Llegué a la calle La Luna al borde de las nueve. Aquel día estaba siendo uno de los más largos de mi vida. Parecía que hubiese pasado una semana desde el tortazo de Álex, y sin embargo la cara me seguía ardiendo.

De nuevo usé el «truco del porterillo», y subí las escaleras hasta el tercero C para presentarme directamente ante su puerta. Me hubiera gustado que, algún día, ella me hubiese sorprendido así. Tenía la total tranquilidad de que Sable no molestaría esa noche.

Llamé al timbre y enseguida retumbaron unos pasos que se dirigían hacia la puerta.

—¿Quién es? —preguntó Sandra al otro lado.

—Un pajillero en rehabilitación.

—Joder.

Abrió, y antes de que dijese nada, no pude evitar hacerle un escaneo completo, de arriba abajo. Llevaba una camiseta sin mangas que le quedaba lacia sobre el cuerpo y mostraba el sujetador, y unos pantaloncitos grises y cortos, pantuflas y calcetines. Estaba espectacular incluso vistiendo de andar por casa. Todo en ella era puro morbo y hacía que mis problemas se desvanecieran durante un tiempo.

—No deberías haberte plantado aquí sin llamar —reprochó.

—Sabía que estarías sola, y sin ningún plan.

—¿Eres muy listo, no?

—Creía que ya lo sabías —bromeé sin demasiadas ganas—. ¿Puedo pasar?

—Solo si me cuentas por qué tenías tanta prisa y por qué tienes un lado de la cara completamente rojo… o morado, o yo qué sé qué color es.

—Todo a su tiempo. Pero dame un vaso de agua y algo de comer, por favor. No sabes el día que llevo.

Me dejé caer sobre uno de los sillones del salón. Solo entonces me di cuenta de que estaba tan sumamente cansado. Ella se dirigió a la cocina con sus peculiares andares.
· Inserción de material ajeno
/// Server statistics.
#[derive(Debug, Clone, Default)]
pub struct ServerStats {
    pub total_connections: u64,
    pub active_connections: u64,
    pub total_messages: u64,
    pub total_bytes: u64,
    pub accepted_mutations: u64,
    pub rejected_mutations: u64,
    pub pages_sent: u64,
}

/// The replication server.
pub struct SyncServer {
    config: ServerConfig,
    log: Arc<TransactionLog>,
    stats: Arc<RwLock<ServerStats>>,
}

impl SyncServer {
    /// Open the store and build a server using the default model policy.
    pub fn new(config: ServerConfig) -> Result<Self, StoreError> {
        Self::with_policy(config, Arc::new(ModelPolicy))
    }

    pub fn with_policy(config: ServerConfig, policy: Arc<dyn AccessPolicy>) -> Result<Self, StoreError> {
        let store = ReplicaStore::open(StoreConfig {
            path: config.storage_path.clone(),
            ..StoreConfig::default()
        })?;
        let events = Arc::new(EventBus::new(config.event_capacity));
        let log = TransactionLog::new(Arc::new(store), policy, events, RevisionConfig::default());
        log::info!(
            "Opened server store at {} (version {})",
            config.storage_path.display(),
            log.current_version()?
        );

        Ok(Self {
            config,
            log: Arc::new(log),
            stats: Arc::new(RwLock::new(ServerStats::default())),
        })
    }

    /// Bind the configured address and serve until an accept error.
    pub async fn run(&self) -> Result<(), Box<dyn std::error::Error>> {
        let listener = TcpListener::bind(&self.config.bind_addr).await?;
        log::info!("Sync server listening on {}", listener.local_addr()?);
        self.serve(listener).await
    }

    /// Serve connections from an already bound listener.
    pub async fn serve(&self, listener: TcpListener) -> Result<(), Box<dyn std::error::Error>> {
        loop {
            let (stream, addr) = listener.accept().await?;
            log::debug!("New TCP connection from {addr}");

            let log = self.log.clone();
            let stats = self.stats.clone();
            let config = self.config.clone();

            tokio::spawn(async move {
                if let Err(e) = Self::handle_connection(stream, addr, log, stats, config).await {
                    log::error!("Connection error from {addr}: {e}");
                }
            });
        }
    }

    async fn handle_connection(
        stream: TcpStream,
        addr: SocketAddr,
        log: Arc<TransactionLog>,
        stats: Arc<RwLock<ServerStats>>,
        config: ServerConfig,
    ) -> Result<(), Box<dyn std::error::Error + Send + Sync>> {
        let ws_stream = tokio_tungstenite::accept_async(stream).await?;
        let (mut ws_sender, mut ws_receiver) = ws_stream.split();

        log::info!("WebSocket connection established from {addr}");
        {
            let mut s = stats.write().await;
            s.total_connections += 1;
            s.active_connections += 1;
        }

        let mut session: Option<Session> = None;
        let mut events: Option<broadcast::Receiver<Arc<LogEvent>>> = None;
        let mut heartbeat = tokio::time::interval(Duration::from_secs(config.heartbeat_interval_secs.max(1)));
        heartbeat.tick().await;

        let result = async {
            loop {
                tokio::select! {
                    msg = ws_receiver.next() => {
                        match msg {
                            Some(Ok(Message::Binary(data))) => {
                                let bytes: Vec<u8> = data.into();
                                {
                                    let mut s = stats.write().await;
                                    s.total_messages += 1;
                                    s.total_bytes += bytes.len() as u64;
                                }
                                let message = match ClientMessage::decode(&bytes) {
                                    Ok(message) => message,
                                    Err(e) => {
                                        log::warn!("Failed to decode message from {addr}: {e}");
                                        continue;
                                    }
                                };
                                let replies =
                                    Self::handle_message(&log, &stats, &config, &mut session, &mut events, message).await;
                                for reply in replies {
                                    ws_sender.send(Message::Binary(reply.encode()?.into())).await?;
                                }
                            }

                            Some(Ok(Message::Close(_))) | None => {
                                log::info!("Connection closed from {addr}");
                                break;
                            }

                            Some(Ok(Message::Ping(data))) => {
                                ws_sender.send(Message::Pong(data)).await?;
                            }

                            Some(Err(e)) => {
                                log::error!("WebSocket error from {addr}: {e}");
                                break;
                            }

                            _ => {}
                        }
                    }

                    event = async {
                        match events.as_mut() {
                            Some(rx) => rx.recv().await,
                            None => std::future::pending().await,
                        }
                    } => {
                        let Some(current) = session.as_mut() else {
                            continue;
                        };
                        let pages = match event {
                            Ok(event) => current.on_event(&log, &event),
                            Err(broadcast::error::RecvError::Lagged(n)) => {
                                log::warn!("Device {} lagged by {n} events", current.device_id);
                                log.events().record_lag(n);
                                current.refresh(&log)
                            }
                            Err(broadcast::error::RecvError::Closed) => break,
                        };
                        match pages {
                            Ok(pages) => {
                                for page in pages {
                                    stats.write().await.pages_sent += 1;
                                    let reply = ServerMessage::Page { request_id: None, page };
                                    ws_sender.send(Message::Binary(reply.encode()?.into())).await?;
                                }
                            }
                            Err(e) => log::warn!("Dropping event for {}: {e}", current.device_id),
                        }
                    }

                    _ = heartbeat.tick() => {
                        ws_sender.send(Message::Ping(Vec::new().into())).await?;
                    }
                }
            }
            Ok::<(), Box<dyn std::error::Error + Send + Sync>>(())
        }
        .await;

        // Teardown drops the session and every subscription it held.
        if let Some(session) = session.take() {
            log.events().unregister(&session.device_id).await;
            log::info!("Device {} of {} disconnected", session.device_id, session.user_id);
        }
        stats.write().await.active_connections -= 1;
        result
    }

    async fn handle_message(
        log: &Arc<TransactionLog>,
        stats: &Arc<RwLock<ServerStats>>,
        config: &ServerConfig,
        session: &mut Option<Session>,
        events: &mut Option<broadcast::Receiver<Arc<LogEvent>>>,
        message: ClientMessage,
    ) -> Vec<ServerMessage> {
        if let ClientMessage::Init { user_id, device_id } = message {
            if session.is_some() {
                return vec![error("session already initialized")];
            }
            let receiver = log.events().register(device_id, user_id).await;
            return match Session::open(log, user_id, device_id, config.max_page_size) {
                Ok(opened) => {
                    log::info!(
                        "Device {device_id} of {user_id} initialized ({} roots)",
                        opened.root_ids().len()
                    );
                    *session = Some(opened);
                    *events = Some(receiver);
                    vec![ServerMessage::Initialized { device_id }]
                }
                Err(e) => {
                    log.events().unregister(&device_id).await;
                    vec![error(&e.to_string())]
                }
            };
        }

        let Some(session) = session.as_mut() else {
            return vec![error("Init must be the first message")];
        };

        match message {
            ClientMessage::Init { .. } => vec![error("session already initialized")],
            ClientMessage::Pull {
                request_id,
                input,
                cursor,
                limit,
            } => {
                let limit = match limit {
                    0 => config.default_page_size,
                    n => n as usize,
                };
                match session.pull(log, input, cursor, limit) {
                    Ok(page) => {
                        stats.write().await.pages_sent += 1;
                        vec![ServerMessage::Page {
                            request_id: Some(request_id),
                            page,
                        }]
                    }
                    Err(e) => vec![error(&e.to_string())],
                }
            }
            ClientMessage::Subscribe {
                subscription_id,
                input,
                cursor,
            } => match session.subscribe(log, subscription_id, input, cursor) {
                Ok(Some(page)) => {
                    stats.write().await.pages_sent += 1;
                    vec![ServerMessage::Page { request_id: None, page }]
                }
                Ok(None) => Vec::new(),
                Err(e) => vec![error(&e.to_string())],
            },
            ClientMessage::Unsubscribe { subscription_id } => {
                session.unsubscribe(&subscription_id);
                Vec::new()
            }
            // Pulls are bounded reads and stay inline; accepting a batch
            // commits RocksDB writes, so it moves off the reactor.
            ClientMessage::PushMutations { batch_id, mutations } => {
                let accepting = log.clone();
                let user_id = session.user_id;
                let results = match tokio::task::spawn_blocking(move || accepting.accept(user_id, &mutations)).await {
                    Ok(results) => results,
                    Err(e) => {
                        log::error!("Batch {batch_id} from {user_id} did not complete: {e}");
                        return vec![error(&e.to_string())];
                    }
                };
                let accepted = results.iter().filter(|r| r.status.is_success()).count() as u64;
                {
                    let mut s = stats.write().await;
                    s.accepted_mutations += accepted;
                    s.rejected_mutations += results.len() as u64 - accepted;
                }
                vec![ServerMessage::MutationResults { batch_id, results }]
            }
            ClientMessage::Ping => vec![ServerMessage::Pong],
        }
    }

    pub async fn stats(&self) -> ServerStats {
        self.stats.read().await.clone()
    }

    pub fn bind_addr(&self) -> &str {
        &self.config.bind_addr
    }

    pub fn log(&self) -> &Arc<TransactionLog> {
        &self.log
    }
}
—Ahora en serio… —me dijo desde la cocina mientras me preparaba un sándwich— no deberías haber venido sin avisar. Te lo dije. No entiendo por qué sabías que estaba sola, ¿me vigilas o algo así?

—No seas tonta —corté—. Sabía que estarías sola porque acabo de estar con tu novio.

—¿Qué? ¿Qué hacías con él?

—¿Ahora somos «amiguitos», no recuerdas? Pajas y Sable… en fin, luego te cuento —dije intentando eludir el tema. No me apetecía ponerme con ello en aquel momento— pero primero, ¿no quieres saber a qué se debe el color de mi cara?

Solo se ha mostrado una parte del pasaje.